(Beginning of Extracted entries)
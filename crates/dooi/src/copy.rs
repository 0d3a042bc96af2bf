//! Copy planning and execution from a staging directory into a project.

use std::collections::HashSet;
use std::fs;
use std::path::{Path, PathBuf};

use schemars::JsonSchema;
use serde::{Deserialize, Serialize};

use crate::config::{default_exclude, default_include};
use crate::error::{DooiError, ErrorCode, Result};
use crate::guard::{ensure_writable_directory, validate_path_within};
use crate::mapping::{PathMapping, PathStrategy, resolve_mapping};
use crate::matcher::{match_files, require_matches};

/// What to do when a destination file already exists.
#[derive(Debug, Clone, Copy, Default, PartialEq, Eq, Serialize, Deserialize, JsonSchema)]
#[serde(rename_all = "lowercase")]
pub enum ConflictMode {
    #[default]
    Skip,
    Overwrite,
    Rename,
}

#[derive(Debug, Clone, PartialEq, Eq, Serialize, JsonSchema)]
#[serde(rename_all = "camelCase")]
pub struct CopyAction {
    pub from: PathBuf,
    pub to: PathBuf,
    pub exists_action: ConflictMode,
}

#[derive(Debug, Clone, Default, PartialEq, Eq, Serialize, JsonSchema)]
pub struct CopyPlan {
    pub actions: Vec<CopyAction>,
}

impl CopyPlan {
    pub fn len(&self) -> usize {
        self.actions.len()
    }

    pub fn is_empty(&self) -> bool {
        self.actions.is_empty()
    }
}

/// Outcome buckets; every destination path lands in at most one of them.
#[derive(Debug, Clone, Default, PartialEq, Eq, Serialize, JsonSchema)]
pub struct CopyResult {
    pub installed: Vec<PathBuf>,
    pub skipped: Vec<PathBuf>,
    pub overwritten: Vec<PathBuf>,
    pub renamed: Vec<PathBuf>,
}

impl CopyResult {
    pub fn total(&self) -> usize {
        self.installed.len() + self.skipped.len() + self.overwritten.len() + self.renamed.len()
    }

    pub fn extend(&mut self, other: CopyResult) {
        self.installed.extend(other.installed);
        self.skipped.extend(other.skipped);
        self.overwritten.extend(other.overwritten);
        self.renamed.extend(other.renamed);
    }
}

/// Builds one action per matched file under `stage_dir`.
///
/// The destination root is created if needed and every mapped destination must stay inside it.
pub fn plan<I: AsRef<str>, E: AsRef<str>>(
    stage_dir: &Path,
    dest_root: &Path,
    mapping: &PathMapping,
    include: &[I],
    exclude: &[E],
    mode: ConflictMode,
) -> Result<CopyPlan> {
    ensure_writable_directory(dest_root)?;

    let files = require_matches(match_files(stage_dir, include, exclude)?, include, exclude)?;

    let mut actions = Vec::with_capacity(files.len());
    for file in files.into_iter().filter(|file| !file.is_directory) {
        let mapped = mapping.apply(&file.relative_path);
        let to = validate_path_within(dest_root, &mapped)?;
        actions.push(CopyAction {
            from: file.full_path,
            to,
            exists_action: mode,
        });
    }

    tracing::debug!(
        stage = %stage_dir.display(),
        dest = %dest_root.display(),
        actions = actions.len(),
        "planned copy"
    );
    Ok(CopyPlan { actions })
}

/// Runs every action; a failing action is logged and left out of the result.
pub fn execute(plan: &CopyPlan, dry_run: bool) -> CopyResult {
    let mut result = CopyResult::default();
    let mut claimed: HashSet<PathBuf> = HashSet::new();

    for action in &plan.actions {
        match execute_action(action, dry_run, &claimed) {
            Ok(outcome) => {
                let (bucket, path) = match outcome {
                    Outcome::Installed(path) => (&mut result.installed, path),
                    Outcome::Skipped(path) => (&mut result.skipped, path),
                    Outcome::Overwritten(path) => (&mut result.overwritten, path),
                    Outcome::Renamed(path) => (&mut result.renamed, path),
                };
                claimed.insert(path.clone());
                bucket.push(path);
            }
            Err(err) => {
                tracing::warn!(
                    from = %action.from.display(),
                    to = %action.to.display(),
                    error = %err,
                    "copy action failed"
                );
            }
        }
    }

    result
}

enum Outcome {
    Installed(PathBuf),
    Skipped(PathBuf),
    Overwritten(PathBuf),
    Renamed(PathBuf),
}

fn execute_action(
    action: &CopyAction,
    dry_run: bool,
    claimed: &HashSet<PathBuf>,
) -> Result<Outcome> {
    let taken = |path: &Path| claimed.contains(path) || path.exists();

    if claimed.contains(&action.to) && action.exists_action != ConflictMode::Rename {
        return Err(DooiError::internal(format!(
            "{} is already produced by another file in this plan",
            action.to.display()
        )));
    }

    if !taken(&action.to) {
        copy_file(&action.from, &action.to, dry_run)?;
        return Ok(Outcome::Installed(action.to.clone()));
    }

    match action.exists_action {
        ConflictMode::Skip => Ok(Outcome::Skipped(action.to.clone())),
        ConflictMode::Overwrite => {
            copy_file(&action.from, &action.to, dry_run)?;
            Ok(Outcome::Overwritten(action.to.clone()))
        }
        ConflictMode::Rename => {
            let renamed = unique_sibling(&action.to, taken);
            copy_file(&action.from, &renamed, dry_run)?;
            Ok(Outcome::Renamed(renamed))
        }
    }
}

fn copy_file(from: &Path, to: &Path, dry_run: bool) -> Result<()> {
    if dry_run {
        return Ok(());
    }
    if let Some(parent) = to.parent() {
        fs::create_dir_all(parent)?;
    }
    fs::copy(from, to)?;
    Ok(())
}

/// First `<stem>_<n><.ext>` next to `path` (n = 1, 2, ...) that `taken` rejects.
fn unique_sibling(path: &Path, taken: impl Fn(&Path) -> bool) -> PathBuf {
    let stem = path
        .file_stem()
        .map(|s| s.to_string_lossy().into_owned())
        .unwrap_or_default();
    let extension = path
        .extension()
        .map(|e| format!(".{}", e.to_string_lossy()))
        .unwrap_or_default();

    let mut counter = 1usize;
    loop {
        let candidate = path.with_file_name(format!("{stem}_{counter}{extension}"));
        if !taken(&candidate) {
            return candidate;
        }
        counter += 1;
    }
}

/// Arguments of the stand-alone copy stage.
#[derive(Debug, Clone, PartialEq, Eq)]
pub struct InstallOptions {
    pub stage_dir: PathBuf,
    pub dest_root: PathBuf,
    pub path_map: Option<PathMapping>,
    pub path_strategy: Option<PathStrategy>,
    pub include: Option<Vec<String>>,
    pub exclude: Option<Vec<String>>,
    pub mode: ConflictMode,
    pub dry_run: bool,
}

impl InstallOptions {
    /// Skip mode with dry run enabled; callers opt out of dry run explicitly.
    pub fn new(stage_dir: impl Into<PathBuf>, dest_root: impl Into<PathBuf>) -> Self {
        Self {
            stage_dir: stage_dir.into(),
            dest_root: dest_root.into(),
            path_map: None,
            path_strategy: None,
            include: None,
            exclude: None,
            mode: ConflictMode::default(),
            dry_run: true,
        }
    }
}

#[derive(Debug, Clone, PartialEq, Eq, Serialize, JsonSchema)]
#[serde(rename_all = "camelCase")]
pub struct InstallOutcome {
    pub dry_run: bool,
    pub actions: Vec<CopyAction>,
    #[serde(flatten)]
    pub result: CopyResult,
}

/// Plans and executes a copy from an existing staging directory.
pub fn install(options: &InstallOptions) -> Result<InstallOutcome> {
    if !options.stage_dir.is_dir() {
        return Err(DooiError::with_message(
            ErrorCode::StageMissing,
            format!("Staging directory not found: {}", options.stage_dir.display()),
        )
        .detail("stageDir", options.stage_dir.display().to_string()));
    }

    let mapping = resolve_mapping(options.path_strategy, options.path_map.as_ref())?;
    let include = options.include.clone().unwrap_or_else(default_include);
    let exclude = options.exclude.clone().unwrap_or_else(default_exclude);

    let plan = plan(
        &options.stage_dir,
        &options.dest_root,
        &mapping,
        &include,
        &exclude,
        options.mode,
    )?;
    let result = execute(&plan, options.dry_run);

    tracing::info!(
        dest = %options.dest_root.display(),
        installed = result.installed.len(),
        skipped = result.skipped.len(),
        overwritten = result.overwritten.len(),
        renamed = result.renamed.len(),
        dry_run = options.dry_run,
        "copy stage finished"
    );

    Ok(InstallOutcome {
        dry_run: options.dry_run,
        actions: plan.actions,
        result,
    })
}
(End of Extracted entries)
- What is required: Show all lines in the entries above where the word "ErrorCode" appears.

- Task solution:
use crate::error::{DooiError, ErrorCode, Result};
            ErrorCode::StageMissing,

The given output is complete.